A pediatra Andrea Dambroski, do Departamento de Saúde Escolar da Rede Positivo, ressalta a importância de prevenção e supervisão redobradas durante as férias. “A rotina muda e as crianças passam mais tempo fora de casa. Portanto, é essencial estar atento aos cuidados com a saúde”, explica a especialista. A seguir, estão listados os principais riscos e orientações para garantir férias mais seguras.
1. Desidratação
A hidratação é fundamental no verão, pois crianças pequenas perdem mais líquido através do suor e podem não pedir água enquanto brincam. É recomendável oferecer líquidos frequentemente, mesmo que não peçam. Sinais de desidratação incluem urina escura, lábios secos, sonolência e diminuição das micções. Se a criança apresentar vômitos ou diarreia, o soro de reidratação oral pode ser oferecido em pequenas quantidades. Caso a criança mostre olhos fundos, apatia ou diminuição acentuada da urina, é importante buscar atendimento médico.
2. Insolação
A insolação ocorre com frequência após longos períodos sob sol intenso. Para evitar esse problema, é aconselhado evitar atividades externas entre 10h e 16h e aplicar protetor solar pelo menos 30 minutos antes da exposição ao sol. Usar roupas leves, chapéus e fazer pausas na sombra são medidas que ajudam a prevenir. Sintomas de alerta, como pele quente, vômitos, confusão mental ou desmaios, requerem atendimento médico imediato.
3. Queimaduras solares
Proteger a pele das crianças contra queimaduras solares é crucial. Além da dor e bolhas, essas queimaduras podem aumentar o risco de câncer de pele no futuro. Para bebês menores de 6 meses, a proteção deve ser feita com sombra e roupas adequadas. Para crianças maiores, o uso de protetor solar com FPS acima de 30 é recomendado, devendo ser reaplicado a cada duas horas ou após a criança entrar em contato com água. Produtos específicos para cada faixa etária ajudam a evitar alergias e reações adversas.
4. Gastroenterites e vírus respiratórios
O calor e a aglomeração em ambientes públicos aumentam a circulação de vírus gastrointestinais e respiratórios.
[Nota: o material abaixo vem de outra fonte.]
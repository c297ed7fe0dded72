//! Orchestrator configuration from YAML

use crate::cache::CacheKeySpec;
use crate::core::{condition::RunCondition, Pipeline};
use crate::execution::retry::RetryPolicy;
use crate::trigger::TriggerSpec;
use anyhow::Result;
use serde::{Deserialize, Serialize};
use serde_yaml::Value;
use std::collections::{HashMap, HashSet};
use std::path::{Path, PathBuf};

/// Top-level configuration loaded from YAML
#[derive(Debug, Clone, Serialize, Deserialize)]
pub struct OrchestratorConfig {
    /// Working directory tasks run in and cache inputs are resolved against
    #[serde(default)]
    pub workdir: Option<PathBuf>,

    /// Variables shared by every pipeline
    #[serde(default)]
    pub variables: HashMap<String, String>,

    /// Where run reports are delivered
    #[serde(default)]
    pub notification: NotificationConfig,

    #[serde(default)]
    pub secrets: SecretsConfig,

    pub pipelines: Vec<PipelineConfig>,
}

/// Notification channel configuration
#[derive(Debug, Clone, Default, PartialEq, Eq, Serialize, Deserialize)]
#[serde(tag = "channel", rename_all = "snake_case")]
pub enum NotificationConfig {
    /// Write reports to the log
    #[default]
    Log,
    /// POST reports as JSON
    Webhook {
        url: String,
        /// Secret holding the channel token
        #[serde(default)]
        token_secret: Option<String>,
    },
}

/// Secret resolution configuration
#[derive(Debug, Clone, Serialize, Deserialize)]
pub struct SecretsConfig {
    /// Prefix of the environment variables secrets are read from
    #[serde(default = "default_env_prefix")]
    pub env_prefix: String,
}

fn default_env_prefix() -> String {
    "SHIPYARD_SECRET_".to_string()
}

impl Default for SecretsConfig {
    fn default() -> Self {
        Self {
            env_prefix: default_env_prefix(),
        }
    }
}

/// Pipeline configuration
#[derive(Debug, Clone, Serialize, Deserialize)]
pub struct PipelineConfig {
    pub name: String,

    /// Events that start this pipeline
    #[serde(rename = "on")]
    pub trigger: TriggerSpec,

    #[serde(default)]
    pub variables: HashMap<String, String>,

    pub stages: Vec<StageConfig>,

    /// Retries per task (pipeline default)
    #[serde(default)]
    pub max_retries: Option<usize>,

    /// Default task timeout (in seconds)
    #[serde(default)]
    pub default_timeout_secs: Option<u64>,
}

/// Stage configuration
#[derive(Debug, Clone, Serialize, Deserialize)]
pub struct StageConfig {
    pub name: String,

    #[serde(default)]
    pub tasks: Vec<TaskConfig>,

    /// Run condition; defaults to `on_prior_success`
    #[serde(default, rename = "when")]
    pub run_condition: Option<RunCondition>,

    /// Halt the run when this stage is skipped or fails
    #[serde(default)]
    pub blocking: bool,

    /// Marks the terminal notify stage
    #[serde(default)]
    pub notify: bool,
}

/// Task configuration
#[derive(Debug, Clone, Serialize, Deserialize)]
pub struct TaskConfig {
    pub name: String,

    /// Executor the task is dispatched to
    pub uses: String,

    /// Adapter parameters
    #[serde(default)]
    pub with: Value,

    #[serde(default)]
    pub cache: Option<CacheKeySpec>,

    #[serde(default)]
    pub retry: Option<RetryPolicy>,

    #[serde(default)]
    pub timeout_secs: Option<u64>,
}

impl OrchestratorConfig {
    /// Load configuration from a YAML file
    pub fn from_file<P: AsRef<Path>>(path: P) -> Result<Self> {
        let content = std::fs::read_to_string(path)?;
        Self::from_yaml(&content)
    }

    /// Parse configuration from a YAML string
    pub fn from_yaml(yaml: &str) -> Result<Self> {
        let config: OrchestratorConfig = serde_yaml::from_str(yaml)?;
        config.validate()?;
        Ok(config)
    }

    /// Validate the configuration
    pub fn validate(&self) -> Result<()> {
        let mut pipeline_names = HashSet::new();
        for pipeline in &self.pipelines {
            if !pipeline_names.insert(pipeline.name.as_str()) {
                anyhow::bail!("Duplicate pipeline name: {}", pipeline.name);
            }
        }

        for pipeline in &self.pipelines {
            pipeline.validate()?;

            if let Some(workflow_run) = &pipeline.trigger.workflow_run {
                for upstream in &workflow_run.workflows {
                    if !pipeline_names.contains(upstream.as_str()) {
                        anyhow::bail!(
                            "Pipeline '{}' is triggered by non-existent pipeline '{}'",
                            pipeline.name,
                            upstream
                        );
                    }
                }
            }
        }

        self.check_cycles()?;

        Ok(())
    }

    /// Check for cycles in the workflow_run graph
    fn check_cycles(&self) -> Result<()> {
        let mut visited = HashSet::new();
        let mut recursion_stack = HashSet::new();

        for pipeline in &self.pipelines {
            if !visited.contains(&pipeline.name) {
                self.dfs_check(&pipeline.name, &mut visited, &mut recursion_stack)?;
            }
        }

        Ok(())
    }

    fn dfs_check(
        &self,
        name: &str,
        visited: &mut HashSet<String>,
        recursion_stack: &mut HashSet<String>,
    ) -> Result<()> {
        visited.insert(name.to_string());
        recursion_stack.insert(name.to_string());

        let upstreams = self
            .pipelines
            .iter()
            .find(|p| p.name == name)
            .and_then(|p| p.trigger.workflow_run.as_ref())
            .map(|w| w.workflows.clone())
            .unwrap_or_default();

        for upstream in &upstreams {
            if recursion_stack.contains(upstream) {
                anyhow::bail!("Cycle detected in workflow_run triggers involving pipeline '{}'", upstream);
            }
            if !visited.contains(upstream) {
                self.dfs_check(upstream, visited, recursion_stack)?;
            }
        }

        recursion_stack.remove(name);
        Ok(())
    }

    /// Working directory, defaulting to the current directory
    pub fn workdir(&self) -> PathBuf {
        self.workdir.clone().unwrap_or_else(|| PathBuf::from("."))
    }

    /// Convert config to pipeline domain models
    pub fn to_pipelines(&self) -> Vec<Pipeline> {
        self.pipelines
            .iter()
            .map(|p| Pipeline::from_config(p, &self.variables))
            .collect()
    }
}

impl PipelineConfig {
    /// Validate a single pipeline
    pub fn validate(&self) -> Result<()> {
        if self.trigger.is_empty() {
            anyhow::bail!("Pipeline '{}' declares no triggers", self.name);
        }
        self.trigger
            .compile()
            .map_err(|e| anyhow::anyhow!("Pipeline '{}': {}", self.name, e))?;

        let mut stage_names = HashSet::new();
        let mut task_names = HashSet::new();
        let notify_count = self.stages.iter().filter(|s| s.notify).count();

        if notify_count > 1 {
            anyhow::bail!("Pipeline '{}' declares more than one notify stage", self.name);
        }
        if notify_count == 1 && !self.stages.last().is_some_and(|s| s.notify) {
            anyhow::bail!("Pipeline '{}': the notify stage must be the last stage", self.name);
        }

        for stage in &self.stages {
            if !stage_names.insert(stage.name.as_str()) {
                anyhow::bail!("Pipeline '{}': duplicate stage name '{}'", self.name, stage.name);
            }
            if stage.notify && !stage.tasks.is_empty() {
                anyhow::bail!(
                    "Pipeline '{}': notify stage '{}' cannot declare tasks",
                    self.name,
                    stage.name
                );
            }
            for task in &stage.tasks {
                if !task_names.insert(task.name.as_str()) {
                    anyhow::bail!("Pipeline '{}': duplicate task name '{}'", self.name, task.name);
                }
                if let Some(retry) = &task.retry {
                    if retry.max_attempts == 0 {
                        anyhow::bail!(
                            "Pipeline '{}': task '{}' must allow at least one attempt",
                            self.name,
                            task.name
                        );
                    }
                }
                if let Some(cache) = &task.cache {
                    if cache.scope.trim().is_empty() {
                        anyhow::bail!(
                            "Pipeline '{}': task '{}' has an empty cache scope",
                            self.name,
                            task.name
                        );
                    }
                }
            }
        }

        Ok(())
    }
}
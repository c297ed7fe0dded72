//! Orchestrator - routes events to pipelines and chains completions

use crate::{
    adapters::ExecutorRegistry,
    cache::CacheStore,
    core::{
        config::OrchestratorConfig,
        event::Event,
        run::Run,
        secrets::{EnvSecretResolver, SecretResolver},
        Pipeline,
    },
    execution::{cancellation::CancellationToken, engine::PipelineExecutor},
    notify::Notifier,
    persistence::{HistoryStore, RunSummary},
    trigger::TriggerListener,
};
use dashmap::DashMap;
use futures::future::join_all;
use parking_lot::Mutex;
use std::collections::{HashSet, VecDeque};
use std::sync::Arc;
use tracing::{info, warn};
use uuid::Uuid;

/// Deliveries remembered for redelivery detection
pub const DEFAULT_REDELIVERY_WINDOW: usize = 10_000;

/// The most recent (pipeline, delivery id) pairs that produced a run.
///
/// Once `capacity` pairs are held the oldest is forgotten, so a redelivery
/// older than the window starts a new run.
struct DeliveryLog {
    capacity: usize,
    inner: Mutex<DeliveryLogInner>,
}

#[derive(Default)]
struct DeliveryLogInner {
    seen: HashSet<(String, Uuid)>,
    order: VecDeque<(String, Uuid)>,
}

impl DeliveryLog {
    fn new(capacity: usize) -> Self {
        Self {
            capacity: capacity.max(1),
            inner: Mutex::new(DeliveryLogInner::default()),
        }
    }

    /// Record a delivery; false if it is already in the window
    fn insert(&self, pipeline: &str, delivery_id: Uuid) -> bool {
        let key = (pipeline.to_string(), delivery_id);
        let mut guard = self.inner.lock();
        let inner = &mut *guard;
        if inner.seen.contains(&key) {
            return false;
        }
        if inner.order.len() >= self.capacity {
            if let Some(oldest) = inner.order.pop_front() {
                inner.seen.remove(&oldest);
            }
        }
        inner.seen.insert(key.clone());
        inner.order.push_back(key);
        true
    }

    fn len(&self) -> usize {
        self.inner.lock().order.len()
    }
}

/// Owns the configured pipelines and everything runs share.
///
/// Concurrent `dispatch` calls are independent; they share only the cache
/// store (and the redelivery window).
pub struct Orchestrator {
    pipelines: Vec<(Pipeline, TriggerListener)>,
    executor: PipelineExecutor,
    history: Option<Arc<dyn HistoryStore>>,
    delivered: DeliveryLog,
    active: DashMap<Uuid, Arc<CancellationToken>>,
}

impl Orchestrator {
    pub fn new(pipelines: Vec<Pipeline>, executor: PipelineExecutor) -> Self {
        let pipelines = pipelines
            .into_iter()
            .map(|pipeline| {
                let listener = TriggerListener::new(&pipeline.name, pipeline.trigger.clone());
                (pipeline, listener)
            })
            .collect();
        Self {
            pipelines,
            executor,
            history: None,
            delivered: DeliveryLog::new(DEFAULT_REDELIVERY_WINDOW),
            active: DashMap::new(),
        }
    }

    /// Build from configuration. Executor references are checked against
    /// `registry`; secrets resolve from the environment.
    pub fn from_config(
        config: &OrchestratorConfig,
        registry: ExecutorRegistry,
        cache: Arc<dyn CacheStore>,
    ) -> anyhow::Result<Self> {
        let secrets: Arc<dyn SecretResolver> =
            Arc::new(EnvSecretResolver::new(&config.secrets.env_prefix));
        Self::from_config_with_secrets(config, registry, cache, secrets)
    }

    pub fn from_config_with_secrets(
        config: &OrchestratorConfig,
        registry: ExecutorRegistry,
        cache: Arc<dyn CacheStore>,
        secrets: Arc<dyn SecretResolver>,
    ) -> anyhow::Result<Self> {
        let pipelines = config.to_pipelines();
        registry.check_pipelines(&pipelines)?;

        let notifier = Notifier::from_config(&config.notification)?;
        let executor = PipelineExecutor::new(registry, cache, notifier, secrets, config.workdir());
        Ok(Self::new(pipelines, executor))
    }

    pub fn with_history(mut self, history: Arc<dyn HistoryStore>) -> Self {
        self.history = Some(history);
        self
    }

    /// Number of recent deliveries remembered for redelivery detection
    pub fn with_redelivery_window(mut self, capacity: usize) -> Self {
        self.delivered = DeliveryLog::new(capacity);
        self
    }

    /// Deliveries currently remembered
    pub fn remembered_deliveries(&self) -> usize {
        self.delivered.len()
    }

    pub fn executor(&self) -> &PipelineExecutor {
        &self.executor
    }

    pub fn pipelines(&self) -> impl Iterator<Item = &Pipeline> {
        self.pipelines.iter().map(|(pipeline, _)| pipeline)
    }

    /// Feed an event to every pipeline and execute the runs it starts.
    ///
    /// Each terminal run emits a completion event that is fed back in, so
    /// dependent pipelines run in the same call. Returns every run, in
    /// completion order.
    pub async fn dispatch(&self, event: Event) -> Vec<Run> {
        let mut queue = VecDeque::from([event]);
        let mut finished = Vec::new();

        while let Some(event) = queue.pop_front() {
            let accepted: Vec<(&Pipeline, Run)> = self
                .pipelines
                .iter()
                .filter_map(|(pipeline, listener)| {
                    let run = listener.accept(&event)?;
                    if !self.delivered.insert(&pipeline.name, event.delivery_id) {
                        info!(
                            "Ignoring redelivery {} for pipeline {}",
                            event.delivery_id, pipeline.name
                        );
                        return None;
                    }
                    Some((pipeline, run))
                })
                .collect();

            let runs = join_all(
                accepted
                    .into_iter()
                    .map(|(pipeline, run)| self.execute(pipeline, run)),
            )
            .await;

            for run in runs {
                if let Some(conclusion) = run.overall_status.conclusion() {
                    queue.push_back(Event::completion(
                        &run.pipeline_name,
                        conclusion,
                        &run.triggering_event,
                    ));
                }
                finished.push(run);
            }
        }

        finished
    }

    async fn execute(&self, pipeline: &Pipeline, run: Run) -> Run {
        let token = Arc::new(CancellationToken::new());
        let run_id = run.id;
        self.active.insert(run_id, token.clone());

        let run = self.executor.execute(pipeline, run, &token).await;
        self.active.remove(&run_id);

        if let Some(history) = &self.history {
            if let Err(e) = history.save_run(&RunSummary::from_run(&run)).await {
                warn!("Could not record run {} in history: {}", run.id, e);
            }
        }
        run
    }

    /// Cancel an active run at its next stage or task boundary
    pub fn cancel(&self, run_id: Uuid, reason: &str) -> bool {
        match self.active.get(&run_id) {
            Some(token) => token.cancel(reason),
            None => false,
        }
    }

    /// Cancel every active run; returns how many were newly cancelled
    pub fn cancel_all(&self, reason: &str) -> usize {
        self.active
            .iter()
            .filter(|entry| entry.value().cancel(reason))
            .count()
    }

    /// Ids of runs currently executing
    pub fn active_runs(&self) -> Vec<Uuid> {
        self.active.iter().map(|entry| *entry.key()).collect()
    }
}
Para minimizar o risco de infecções, é importante manter as mãos sempre limpas, garantir ventilação em ambientes e evitar contato com pessoas doentes. Em viagens, os cuidados com a alimentação são ainda mais necessários. É melhor escolher locais confiáveis para refeições, optar por alimentos bem cozidos e evitar laticínios e ovos, que necessitam de refrigeração. Além disso, verificar a caderneta de vacinação antes de qualquer viagem é essencial, especialmente em viagens internacionais.
5. Acidentes domésticos
Durante o período de férias, os acidentes em casa tendem a aumentar. Quedas, queimaduras, afogamentos e ingestão de substâncias tóxicas são algumas situações que podem ocorrer. Para prevenir esses acidentes, é necessário proteger tomadas, manter produtos de limpeza e medicamentos fora do alcance das crianças e instalar telas em janelas e sacadas. Também é importante virar os cabos de panelas para dentro do fogão, evitar líquidos quentes perto das crianças e sempre supervisioná-las.
Quando buscar atendimento médico
Os responsáveis devem estar atentos e procurar atendimento médico sempre que a criança apresentar sintomas como vômitos persistentes, diarreia com sangue, dificuldade para respirar, febre alta que não diminui, cansaço extremo, convulsões ou sinais de desidratação grave. Nesses casos, manter a calma e buscar ajuda o quanto antes é essencial para garantir a saúde da criança.